**Task statement**
Check each line of the listing for the string "KeyOutOfRange". Copy those where it appears.

--- Data for the task ---

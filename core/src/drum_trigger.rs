use std::collections::BTreeMap;
use std::fmt;

use failure::Fail;
use log::debug;

use crate::midi::types::{Key, Velocity, MAX_U7, NUM_KEYS};
use crate::midi::Message;
use crate::time::{BeatsTime, Tempo};

#[derive(Debug, Fail, PartialEq)]
pub enum DrumTriggerError {
  #[fail(display = "Key out of range: {}", key)]
  KeyOutOfRange { key: Key },

  #[fail(display = "Velocity out of range: {}", velocity)]
  VelocityOutOfRange { velocity: Velocity },

  #[fail(display = "Invalid time offset for key {}: {} ms", key, millis)]
  InvalidTimeOffset { key: Key, millis: f64 },
}

/// Maps a note into a trigger for a mechanical instrument
#[derive(Debug, PartialEq, Clone)]
pub struct DrumTrigger {
  name: String,
  key_in: Key,
  key_out: Key,
  velocity_min: Velocity,
  velocity_max: Velocity,
}

impl DrumTrigger {
  pub fn new<T>(
    name: T,
    key_in: Key,
    key_out: Key,
    velocity_min: Velocity,
    velocity_max: Velocity,
  ) -> Result<DrumTrigger, DrumTriggerError>
  where
    T: Into<String>,
  {
    for key in [key_in, key_out].iter() {
      check_key(*key)?;
    }
    for velocity in [velocity_min, velocity_max].iter() {
      if i64::from(*velocity) > MAX_U7 {
        return Err(DrumTriggerError::VelocityOutOfRange {
          velocity: *velocity,
        });
      }
    }

    Ok(DrumTrigger {
      name: name.into(),
      key_in,
      key_out,
      velocity_min,
      velocity_max,
    })
  }

  pub fn name(&self) -> &str {
    self.name.as_str()
  }

  pub fn key_in(&self) -> Key {
    self.key_in
  }

  pub fn key_out(&self) -> Key {
    self.key_out
  }

  pub fn velocity_min(&self) -> Velocity {
    self.velocity_min
  }

  pub fn velocity_max(&self) -> Velocity {
    self.velocity_max
  }

  /// Rescales a note velocity linearly into [velocity_min, velocity_max].
  /// An inverted range rescales downwards.
  pub fn rescale(&self, velocity: Velocity) -> Velocity {
    let min = i64::from(self.velocity_min);
    let max = i64::from(self.velocity_max);
    let velocity = i64::from(velocity).min(MAX_U7);
    (min + (max - min) * velocity / MAX_U7) as Velocity
  }

  pub fn trigger(&self, velocity: Velocity) -> Message {
    Message::Trigger {
      key: self.key_out,
      velocity: self.rescale(velocity),
    }
  }
}

impl fmt::Display for DrumTrigger {
  fn fmt(&self, f: &mut fmt::Formatter) -> fmt::Result {
    write!(
      f,
      "DrumTrigger:({},{},{},{},{})",
      self.name, self.key_in, self.key_out, self.velocity_min, self.velocity_max
    )
  }
}

/// A trigger together with the latency compensation of its key
#[derive(Debug, PartialEq, Clone)]
pub struct DrumTriggerSetup {
  pub trigger: DrumTrigger,
  pub delay_ms: f64,
}

impl DrumTriggerSetup {
  pub fn new(trigger: DrumTrigger, delay_ms: f64) -> DrumTriggerSetup {
    DrumTriggerSetup { trigger, delay_ms }
  }
}

const DEFAULT_DRUM_TRIGGERS: [(&str, Key, Key, Velocity, Velocity, f64); 6] = [
  ("TopDrum", 36, 36, 35, 80, -40.0),
  ("MiddleDrum", 38, 38, 35, 80, -40.0),
  ("Snare", 40, 40, 30, 90, -30.0),
  ("BottomDrum", 41, 41, 35, 80, -40.0),
  ("Cymbal", 49, 49, 40, 100, -25.0),
  ("Bell", 56, 56, 20, 70, -20.0),
];

/// The built-in table loaded by `setup_drum_triggers` when none is configured
pub fn default_drum_triggers() -> Vec<DrumTriggerSetup> {
  DEFAULT_DRUM_TRIGGERS
    .iter()
    .map(
      |(name, key_in, key_out, velocity_min, velocity_max, delay_ms)| DrumTriggerSetup {
        trigger: DrumTrigger {
          name: (*name).to_string(),
          key_in: *key_in,
          key_out: *key_out,
          velocity_min: *velocity_min,
          velocity_max: *velocity_max,
        },
        delay_ms: *delay_ms,
      },
    )
    .collect()
}

/// Drum triggers keyed by incoming key, plus a latency compensation offset per key
pub struct DrumTriggerTable {
  triggers: BTreeMap<Key, DrumTrigger>,
  time_offsets: [f64; NUM_KEYS],
}

impl Default for DrumTriggerTable {
  fn default() -> Self {
    DrumTriggerTable {
      triggers: BTreeMap::new(),
      time_offsets: [0.0; NUM_KEYS],
    }
  }
}

impl DrumTriggerTable {
  pub fn new() -> DrumTriggerTable {
    DrumTriggerTable::default()
  }

  pub fn len(&self) -> usize {
    self.triggers.len()
  }

  pub fn is_empty(&self) -> bool {
    self.triggers.is_empty()
  }

  pub fn get(&self, key: Key) -> Option<&DrumTrigger> {
    self.triggers.get(&key)
  }

  pub fn iter(&self) -> impl Iterator<Item = &DrumTrigger> {
    self.triggers.values()
  }

  /// Inserts or replaces the trigger for its incoming key and sets the key time offset.
  /// Returns the trigger previously set for that key.
  pub fn setup_drum_trigger(
    &mut self,
    trigger: DrumTrigger,
    delay_ms: f64,
  ) -> Result<Option<DrumTrigger>, DrumTriggerError> {
    self.set_time_offset(trigger.key_in, delay_ms)?;
    debug!("Setup {} with {} ms", trigger, delay_ms);
    Ok(self.triggers.insert(trigger.key_in, trigger))
  }

  /// Replaces all the triggers, setting the time offsets of their keys
  pub fn setup_drum_triggers<'a, I>(&mut self, setups: I) -> Result<(), DrumTriggerError>
  where
    I: IntoIterator<Item = &'a DrumTriggerSetup>,
  {
    let setups: Vec<&DrumTriggerSetup> = setups.into_iter().collect();
    for setup in setups.iter() {
      check_time_offset(setup.trigger.key_in, setup.delay_ms)?;
    }

    self.triggers.clear();
    for setup in setups {
      self.setup_drum_trigger(setup.trigger.clone(), setup.delay_ms)?;
    }
    Ok(())
  }

  /// Removes all the triggers. Time offsets are kept.
  pub fn clear_drum_triggers(&mut self) {
    self.triggers.clear();
  }

  pub fn set_time_offset(&mut self, key: Key, millis: f64) -> Result<(), DrumTriggerError> {
    check_time_offset(key, millis)?;
    self.time_offsets[key as usize] = millis;
    Ok(())
  }

  pub fn clear_time_offsets(&mut self) {
    self.time_offsets = [0.0; NUM_KEYS];
  }

  pub fn time_offset(&self, key: Key) -> f64 {
    self.time_offsets.get(key as usize).cloned().unwrap_or(0.0)
  }

  /// Time offset of a key converted into beats at the given tempo
  pub fn offset_beats(&self, key: Key, tempo: Tempo) -> BeatsTime {
    tempo.beats_from_millis(self.time_offset(key))
  }

  /// The trigger message to send along a note on, if the key is mapped
  pub fn trigger_for(&self, key: Key, velocity: Velocity) -> Option<Message> {
    self.get(key).map(|trigger| trigger.trigger(velocity))
  }
}

fn check_key(key: Key) -> Result<(), DrumTriggerError> {
  if (key as usize) < NUM_KEYS {
    Ok(())
  } else {
    Err(DrumTriggerError::KeyOutOfRange { key })
  }
}

fn check_time_offset(key: Key, millis: f64) -> Result<(), DrumTriggerError> {
  check_key(key)?;
  if millis.is_finite() {
    Ok(())
  } else {
    Err(DrumTriggerError::InvalidTimeOffset { key, millis })
  }
}
pub mod buffer;
pub mod io;
pub mod messages;
pub mod types;

pub use buffer::Buffer;
pub use io::MidiOutput;
pub use messages::Message;
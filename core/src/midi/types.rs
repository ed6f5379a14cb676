/// A 7 bits MIDI data value (pitch or velocity)
pub type U7 = u8;

pub type Key = U7;
pub type Velocity = U7;

pub const MAX_U7: i64 = 127;

/// Number of addressable keys, used to size per-pitch tables
pub const NUM_KEYS: usize = 128;

pub fn u7_from_i64(value: i64) -> Option<U7> {
  if value >= 0 && value <= MAX_U7 {
    Some(value as U7)
  } else {
    None
  }
}

#[cfg(test)]
mod test {

  use super::u7_from_i64;

  #[test]
  pub fn u7_range() {
    assert_eq!(u7_from_i64(0), Some(0));
    assert_eq!(u7_from_i64(127), Some(127));
    assert_eq!(u7_from_i64(128), None);
    assert_eq!(u7_from_i64(-1), None);
  }
}
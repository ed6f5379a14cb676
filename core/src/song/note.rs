use std::fmt;
use std::sync::atomic::{AtomicU64, Ordering};

use crate::midi::types::{Key, Velocity};
use crate::time::BeatsTime;

static NEXT_NOTE_ID: AtomicU64 = AtomicU64::new(1);

/// Process wide unique and monotonically increasing note identifier
#[derive(Debug, PartialEq, Eq, PartialOrd, Ord, Hash, Clone, Copy)]
pub struct NoteId(u64);

impl NoteId {
  pub fn next() -> NoteId {
    NoteId(NEXT_NOTE_ID.fetch_add(1, Ordering::Relaxed))
  }

  pub fn units(&self) -> u64 {
    self.0
  }
}

/// Identity of a note instance in the track timeline.
///
/// Loop repetitions of a clip note share its id, so the repetition index
/// tells them apart. Rebuilding the timeline from the same clips yields the same keys.
#[derive(Debug, PartialEq, Eq, PartialOrd, Ord, Hash, Clone, Copy)]
pub struct NoteKey {
  pub id: NoteId,
  pub repetition: u32,
}

#[derive(Debug, PartialEq, Clone, Copy)]
pub struct Note {
  id: NoteId,
  repetition: u32,
  key: Key,
  start: BeatsTime,
  duration: BeatsTime,
  velocity: Velocity,
  mute: bool,
}

impl Note {
  pub fn new(key: Key, start: BeatsTime, duration: BeatsTime, velocity: Velocity) -> Note {
    Note {
      id: NoteId::next(),
      repetition: 0,
      key,
      start,
      duration,
      velocity,
      mute: false,
    }
  }

  pub fn muted(self, mute: bool) -> Note {
    Note { mute, ..self }
  }

  /// Copy of this note placed at an absolute position of the track
  pub fn placed_at(&self, start: BeatsTime, repetition: u32) -> Note {
    Note {
      start,
      repetition,
      ..*self
    }
  }

  pub fn id(&self) -> NoteId {
    self.id
  }

  pub fn repetition(&self) -> u32 {
    self.repetition
  }

  pub fn note_key(&self) -> NoteKey {
    NoteKey {
      id: self.id,
      repetition: self.repetition,
    }
  }

  pub fn key(&self) -> Key {
    self.key
  }

  pub fn start(&self) -> BeatsTime {
    self.start
  }

  pub fn duration(&self) -> BeatsTime {
    self.duration
  }

  pub fn end(&self) -> BeatsTime {
    self.start + self.duration
  }

  pub fn velocity(&self) -> Velocity {
    self.velocity
  }

  pub fn is_muted(&self) -> bool {
    self.mute
  }
}

impl fmt::Display for Note {
  fn fmt(&self, f: &mut fmt::Formatter) -> fmt::Result {
    write!(
      f,
      "Note:({},{},{},{},{})",
      self.key, self.start, self.duration, self.velocity, self.mute
    )
  }
}
pub type Result<T> = std::result::Result<T, Error>;

#[derive(Debug, thiserror::Error)]
pub enum Error {
    #[error("invalid config: {0}")]
    Yaml(#[from] serde_yaml::Error),

    #[error("invalid config: `{field}` range {min}..{max} is empty")]
    InvalidRange {
        field: &'static str,
        min: u64,
        max: u64,
    },

    #[error(transparent)]
    Core(#[from] gatestorm_core::Error),

    #[error("no archetype selected")]
    NothingSelected,
}
use gatestorm_metrics::{MetricId, MetricKind, Registry};

#[derive(Debug, Clone, Copy)]
pub struct RequestMetricIds {
    pub requests_total: MetricId,
    pub failures_total: MetricId,
    pub errors_by_kind_total: MetricId,
    pub bytes_received_total: MetricId,
    pub bytes_sent_total: MetricId,
    /// Request latency in microseconds.
    pub latency_us: MetricId,
}

#[derive(Debug, Clone, Copy)]
pub struct RequestSample<'a> {
    pub scenario: &'a str,
    /// Endpoint label, usually a route template such as `/api/v1/newsfeed/{userId}`.
    pub name: &'a str,
    pub method: &'a str,
    /// `None` when the transport failed before a status was received.
    pub status: Option<u16>,
    pub failed: bool,
    pub latency: std::time::Duration,
    pub bytes_received: u64,
    pub bytes_sent: u64,
    pub error_kind: Option<&'a str>,
}

impl RequestMetricIds {
    pub fn register(metrics: &Registry) -> Self {
        Self {
            requests_total: metrics.register("requests_total", MetricKind::Counter),
            failures_total: metrics.register("request_failures_total", MetricKind::Counter),
            errors_by_kind_total: metrics
                .register("request_errors_by_kind_total", MetricKind::Counter),
            bytes_received_total: metrics.register("bytes_received_total", MetricKind::Counter),
            bytes_sent_total: metrics.register("bytes_sent_total", MetricKind::Counter),
            latency_us: metrics.register("request_latency_us", MetricKind::Histogram),
        }
    }

    pub fn record_request(&self, metrics: &Registry, sample: RequestSample<'_>) {
        let status = sample
            .status
            .map_or_else(|| "error".to_string(), |s| s.to_string());

        let counter = |id: MetricId, tags: &[(&str, &str)], value: u64| {
            if let Some(h) = metrics.handle(id, metrics.resolve_tags(tags)) {
                h.increment(value);
            }
        };

        counter(
            self.requests_total,
            &[
                ("scenario", sample.scenario),
                ("name", sample.name),
                ("method", sample.method),
                ("status", status.as_str()),
            ],
            1,
        );

        let scenario_only = [("scenario", sample.scenario)];
        counter(self.bytes_received_total, &scenario_only, sample.bytes_received);
        counter(self.bytes_sent_total, &scenario_only, sample.bytes_sent);

        if sample.failed {
            counter(
                self.failures_total,
                &[
                    ("scenario", sample.scenario),
                    ("name", sample.name),
                    ("method", sample.method),
                ],
                1,
            );
        }

        if let Some(kind) = sample.error_kind {
            counter(
                self.errors_by_kind_total,
                &[("scenario", sample.scenario), ("error_kind", kind)],
                1,
            );
        }

        // Latency histogram (two series: scenario-wide + per endpoint)
        let latency_us: u64 = sample.latency.as_micros().try_into().unwrap_or(u64::MAX);
        for tags in [
            metrics.resolve_tags(&scenario_only),
            metrics.resolve_tags(&[
                ("scenario", sample.scenario),
                ("name", sample.name),
                ("method", sample.method),
            ]),
        ] {
            if let Some(h) = metrics.handle(self.latency_us, tags) {
                h.observe(latency_us);
            }
        }
    }
}
use hdrhistogram::Histogram;
use parking_lot::Mutex;
use std::sync::Arc;
use std::sync::atomic::{AtomicI64, AtomicU64, Ordering};

#[derive(Debug, Clone, Copy, PartialEq, Eq, Hash, strum::Display, strum::EnumString)]
#[strum(serialize_all = "snake_case")]
pub enum MetricKind {
    Counter,
    Gauge,
    Histogram,
}

#[derive(Debug, Clone)]
pub struct MetricSeriesSummary {
    pub name: String,
    pub kind: MetricKind,
    pub tags: Vec<(String, String)>,
    pub value: MetricValue,
}

#[derive(Debug, Clone)]
pub enum MetricValue {
    Counter(u64),
    Gauge(i64),
    Histogram(HistogramSummary),
}

/// Percentile view of a histogram. All values share the recorded unit.
#[derive(Debug, Clone, PartialEq)]
pub struct HistogramSummary {
    pub p50: Option<f64>,
    pub p75: Option<f64>,
    pub p90: Option<f64>,
    pub p95: Option<f64>,
    pub p99: Option<f64>,
    pub min: Option<f64>,
    pub max: Option<f64>,
    pub mean: Option<f64>,
    pub stdev: Option<f64>,
    pub count: u64,
}

pub(crate) fn new_default_histogram() -> Histogram<u64> {
    // 1us .. 1h, three significant figures.
    match Histogram::<u64>::new_with_bounds(1, 3_600_000_000, 3) {
        Ok(h) => h,
        Err(err) => panic!("failed to create histogram: {err}"),
    }
}

pub(crate) fn summarize_histogram(h: &Histogram<u64>) -> HistogramSummary {
    let count = h.len();
    let any = count > 0;
    let q = |quantile: f64| any.then(|| h.value_at_quantile(quantile) as f64);

    HistogramSummary {
        p50: q(0.50),
        p75: q(0.75),
        p90: q(0.90),
        p95: q(0.95),
        p99: q(0.99),
        min: any.then(|| h.min() as f64),
        max: any.then(|| h.max() as f64),
        mean: any.then(|| h.mean()),
        stdev: any.then(|| h.stdev()),
        count,
    }
}

#[derive(Debug)]
pub(crate) enum MetricStorage {
    Counter(Arc<AtomicU64>),
    Gauge(Arc<AtomicI64>),
    Histogram(Arc<Mutex<Histogram<u64>>>),
}

impl MetricStorage {
    pub(crate) fn new(kind: MetricKind) -> Self {
        match kind {
            MetricKind::Counter => Self::Counter(Arc::new(AtomicU64::new(0))),
            MetricKind::Gauge => Self::Gauge(Arc::new(AtomicI64::new(0))),
            MetricKind::Histogram => Self::Histogram(Arc::new(Mutex::new(new_default_histogram()))),
        }
    }

    pub(crate) fn handle(&self) -> MetricHandle {
        match self {
            Self::Counter(c) => MetricHandle::Counter(c.clone()),
            Self::Gauge(g) => MetricHandle::Gauge(g.clone()),
            Self::Histogram(h) => MetricHandle::Histogram(h.clone()),
        }
    }

    pub(crate) fn value(&self) -> MetricValue {
        match self {
            Self::Counter(c) => MetricValue::Counter(c.load(Ordering::Relaxed)),
            Self::Gauge(g) => MetricValue::Gauge(g.load(Ordering::Relaxed)),
            Self::Histogram(h) => MetricValue::Histogram(summarize_histogram(&h.lock())),
        }
    }
}

/// Write handle for one series. Operations on the wrong kind are no-ops.
#[derive(Debug, Clone)]
pub enum MetricHandle {
    Counter(Arc<AtomicU64>),
    Gauge(Arc<AtomicI64>),
    Histogram(Arc<Mutex<Histogram<u64>>>),
}

impl MetricHandle {
    #[inline]
    pub fn increment(&self, value: u64) {
        if let Self::Counter(c) = self {
            c.fetch_add(value, Ordering::Relaxed);
        }
    }

    #[inline]
    pub fn add_gauge(&self, delta: i64) -> i64 {
        match self {
            Self::Gauge(g) => g.fetch_add(delta, Ordering::Relaxed).saturating_add(delta),
            _ => 0,
        }
    }

    /// Raises the gauge to `value` if it is currently lower.
    #[inline]
    pub fn max_gauge(&self, value: i64) {
        if let Self::Gauge(g) = self {
            g.fetch_max(value, Ordering::Relaxed);
        }
    }

    #[inline]
    pub fn observe(&self, value: u64) {
        if let Self::Histogram(h) = self {
            let _ = h.lock().record(value.max(1));
        }
    }

    pub fn counter(&self) -> u64 {
        match self {
            Self::Counter(c) => c.load(Ordering::Relaxed),
            _ => 0,
        }
    }

    pub fn gauge(&self) -> i64 {
        match self {
            Self::Gauge(g) => g.load(Ordering::Relaxed),
            _ => 0,
        }
    }
}

#[cfg(test)]
mod tests {
    use super::*;

    #[test]
    fn summarize_histogram_empty_has_no_stats() {
        let s = summarize_histogram(&new_default_histogram());
        assert_eq!(s.count, 0);
        assert!(s.p50.is_none());
        assert!(s.min.is_none());
        assert!(s.stdev.is_none());
    }

    #[test]
    fn summarize_histogram_non_empty_has_stats() {
        let mut h = new_default_histogram();
        for v in [10, 20, 30] {
            let _ = h.record(v);
        }

        let s = summarize_histogram(&h);
        assert_eq!(s.count, 3);
        assert_eq!(s.min, Some(10.0));
        assert_eq!(s.max, Some(30.0));
        assert!(s.p95.is_some());
        assert!(s.mean.is_some());
    }

    #[test]
    fn handles_ignore_mismatched_operations() {
        let c = MetricStorage::new(MetricKind::Counter).handle();
        c.increment(2);
        c.increment(3);
        c.observe(99);
        assert_eq!(c.counter(), 5);
        assert_eq!(c.gauge(), 0);

        let g = MetricStorage::new(MetricKind::Gauge).handle();
        assert_eq!(g.add_gauge(4), 4);
        assert_eq!(g.add_gauge(-1), 3);
        g.max_gauge(2);
        assert_eq!(g.gauge(), 3);
        g.max_gauge(7);
        assert_eq!(g.gauge(), 7);
    }

    #[test]
    fn histogram_handle_clamps_zero() {
        let storage = MetricStorage::new(MetricKind::Histogram);
        let h = storage.handle();
        h.observe(0);
        h.observe(20);

        let MetricValue::Histogram(s) = storage.value() else {
            panic!("expected histogram value");
        };
        assert_eq!(s.count, 2);
        assert_eq!(s.min, Some(1.0));
    }
}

---

**Answer**
  KeyOutOfRange { key: Key },
    Err(DrumTriggerError::KeyOutOfRange { key })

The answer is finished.